Muzzled By The Tyrannical BBC

 

Churchill’s disagreement with the pre-1939 war policy of appeasement was kept off the air by the BBC…..

“For 11 years, they kept me off the air. They prevented me from expressing views that proved to be right. Their behaviour has been tyrannical.”

The BBC’s own Nick Robinson spills the beans….and a lesson for us all….

‘The way Churchill was handled is a powerful warning of the dangers of the BBC believing it is being balanced by excluding the voices of those who do not represent conventional wisdom….
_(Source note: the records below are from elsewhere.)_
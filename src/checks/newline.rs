use std::collections::HashSet;

use crate::error::Result;
use crate::range::{RangeKind, TextRange};
use crate::tree::NodeId;

use super::{in_mixed_content, walk, Check, CheckContext, Visitor};

/// Checks that child elements and closing tags sit on their own lines.
///
/// Works from the line numbers of recorded ranges only. At most one issue
/// is raised per line.
#[derive(Debug, Default)]
pub struct NewlineCheck {
    reported_lines: HashSet<usize>,
}

impl NewlineCheck {
    /// Rule key.
    pub const KEY: &'static str = "NewlineCheck";

    const ELEMENT_MESSAGE: &'static str = "Put this element on a separate line.";
    const CLOSING_TAG_MESSAGE: &'static str = "Put this closing tag on a separate line.";

    /// A new check.
    pub fn new() -> Self {
        Self::default()
    }

    fn report(&mut self, context: &mut CheckContext<'_>, range: TextRange, message: &str) {
        if self.reported_lines.insert(range.start_line) {
            context.report(range, message);
        }
    }
}

impl Check for NewlineCheck {
    fn rule_key(&self) -> &'static str {
        Self::KEY
    }

    fn start_file(&mut self) {
        self.reported_lines.clear();
    }

    fn scan_file(&mut self, context: &mut CheckContext<'_>) -> Result<()> {
        walk(self, context)
    }

    fn end_file(&mut self) {
        self.reported_lines.clear();
    }
}

impl Visitor for NewlineCheck {
    fn visit_element(&mut self, context: &mut CheckContext<'_>, element: NodeId) -> Result<()> {
        let document = context.document();
        if in_mixed_content(document, element) {
            return Ok(());
        }
        let children: Vec<NodeId> = document
            .children(element)
            .iter()
            .copied()
            .filter(|&child| document.is_element(child))
            .collect();
        let (Some(&first), Some(&last)) = (children.first(), children.last()) else {
            return Ok(());
        };
        let (Some(start), Some(end)) = (
            document.range(element, RangeKind::Start),
            document.range(element, RangeKind::End),
        ) else {
            return Ok(());
        };

        if let Some(first_start) = document.range(first, RangeKind::Start) {
            if first_start.start_line == start.end_line {
                self.report(context, first_start, Self::ELEMENT_MESSAGE);
            }
        }

        for pair in children.windows(2) {
            let (Some(previous), Some(next)) = (
                document.node_range(pair[0]),
                document.range(pair[1], RangeKind::Start),
            ) else {
                continue;
            };
            if next.start_line == previous.end_line {
                self.report(context, next, Self::ELEMENT_MESSAGE);
            }
        }

        if let Some(last_range) = document.node_range(last) {
            if end.start_line == last_range.end_line {
                self.report(context, end, Self::CLOSING_TAG_MESSAGE);
            }
        }
        Ok(())
    }
}

#[cfg(test)]
mod tests {
    use super::*;
    use crate::config::Settings;
    use crate::file::XmlFile;
    use crate::issue::Issue;

    fn scan(check: &mut NewlineCheck, text: &str) -> Vec<Issue> {
        let file = XmlFile::from_text("newline.xml", text).unwrap();
        let settings = Settings::default();
        let mut context = CheckContext::new(&file, &settings, NewlineCheck::KEY);
        check.start_file();
        check.scan_file(&mut context).unwrap();
        check.end_file();
        context.into_issues()
    }

    #[test]
    fn test_siblings_on_one_line() {
        let mut check = NewlineCheck::new();
        let issues = scan(&mut check, "<r>\n  <a/><b/>\n  <c/>\n</r>");
        assert_eq!(issues.len(), 1);
        assert_eq!(issues[0].range(), Some(TextRange::new(2, 6, 2, 10).unwrap()));
        assert_eq!(issues[0].message, NewlineCheck::ELEMENT_MESSAGE);
    }

    #[test]
    fn test_closing_tag_after_child() {
        let mut check = NewlineCheck::new();
        let issues = scan(&mut check, "<r>\n  <a/></r>");
        assert_eq!(issues.len(), 1);
        assert_eq!(issues[0].message, NewlineCheck::CLOSING_TAG_MESSAGE);
    }

    #[test]
    fn test_one_issue_per_line() {
        let mut check = NewlineCheck::new();
        let issues = scan(&mut check, "<r><a/><b/></r>");
        assert_eq!(issues.len(), 1);
        assert_eq!(issues[0].range().unwrap().start_line, 1);
    }

    #[test]
    fn test_state_is_per_file() {
        let mut check = NewlineCheck::new();
        assert_eq!(scan(&mut check, "<r><a/></r>").len(), 1);
        assert_eq!(scan(&mut check, "<r><a/></r>").len(), 1);
    }

    #[test]
    fn test_clean_and_mixed_documents() {
        let mut check = NewlineCheck::new();
        assert!(scan(&mut check, "<r>\n  <a>x</a>\n  <b/>\n</r>\n").is_empty());
        assert!(scan(&mut check, "<p>Some <b>bold</b> and <i>italic</i> text</p>").is_empty());
    }
}
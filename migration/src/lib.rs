pub use sea_orm_migration::prelude::*;

mod m20260826_000001_init_database;

pub struct Migrator;

#[async_trait::async_trait]
impl MigratorTrait for Migrator {
    fn migrations() -> Vec<Box<dyn MigrationTrait>> {
        vec![Box::new(m20260826_000001_init_database::Migration)]
    }
}
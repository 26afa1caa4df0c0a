//! Pure rank resolution over the ordered threshold table.

use crate::constants::{RankDef, RANKS};

/// Where an XP value sits in the rank table.
#[derive(Debug, PartialEq, Eq)]
pub struct RankProgress {
    pub current: &'static RankDef,
    /// XP floor of the current tier.
    pub floor: u64,
    /// XP floor of the next tier, absent at the final tier.
    pub ceiling: Option<u64>,
    pub next: Option<&'static RankDef>,
}

/// Highest tier whose floor does not exceed `xp`. Total over all `u64`
/// because the first floor is 0.
pub fn rank_for_xp(xp: u64) -> &'static RankDef {
    RANKS
        .iter()
        .rev()
        .find(|rank| xp >= rank.required_xp)
        .unwrap_or(&RANKS[0])
}

pub fn resolve(xp: u64) -> RankProgress {
    let index = RANKS
        .iter()
        .rposition(|rank| xp >= rank.required_xp)
        .unwrap_or(0);
    let next = RANKS.get(index + 1);
    RankProgress {
        current: &RANKS[index],
        floor: RANKS[index].required_xp,
        ceiling: next.map(|rank| rank.required_xp),
        next,
    }
}

#[cfg(test)]
mod tests {
    use super::*;

    #[test]
    fn thresholds_strictly_increase() {
        for pair in RANKS.windows(2) {
            assert!(pair[0].required_xp < pair[1].required_xp);
        }
        assert_eq!(RANKS[0].required_xp, 0);
    }

    #[test]
    fn highest_qualifying_floor_wins() {
        for xp in [0u64, 1, 99, 100, 101, 350, 4000, 99999] {
            let progress = resolve(xp);
            assert!(progress.floor <= xp);
            // No later tier may also qualify.
            if let Some(next) = progress.next {
                assert!(xp < next.required_xp);
            }
        }
    }

    #[test]
    fn resolves_exact_boundaries() {
        assert_eq!(rank_for_xp(0).name, "Rookie");
        assert_eq!(rank_for_xp(99).name, "Rookie");
        assert_eq!(rank_for_xp(100).name, "Private");
        assert_eq!(rank_for_xp(2500).name, "Colonel");
    }

    #[test]
    fn final_tier_has_no_ceiling() {
        let progress = resolve(1_000_000);
        assert_eq!(progress.current.name, "FOXHOUND");
        assert_eq!(progress.ceiling, None);
        assert!(progress.next.is_none());
    }
}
 …he (Churchill) did complain to a young BBC producer who visited him on the day after Chamberlain returned home from Munich. A memo records their meeting. They spent hours discussing the Nazi threat and “Churchill complained that he had been very badly treated… and that he was always muzzled by the BBC”. The producer was called Guy Burgess. The man who would become his country’s most famous traitor tried to reassure the man who would become its saviour that the BBC was not biased.’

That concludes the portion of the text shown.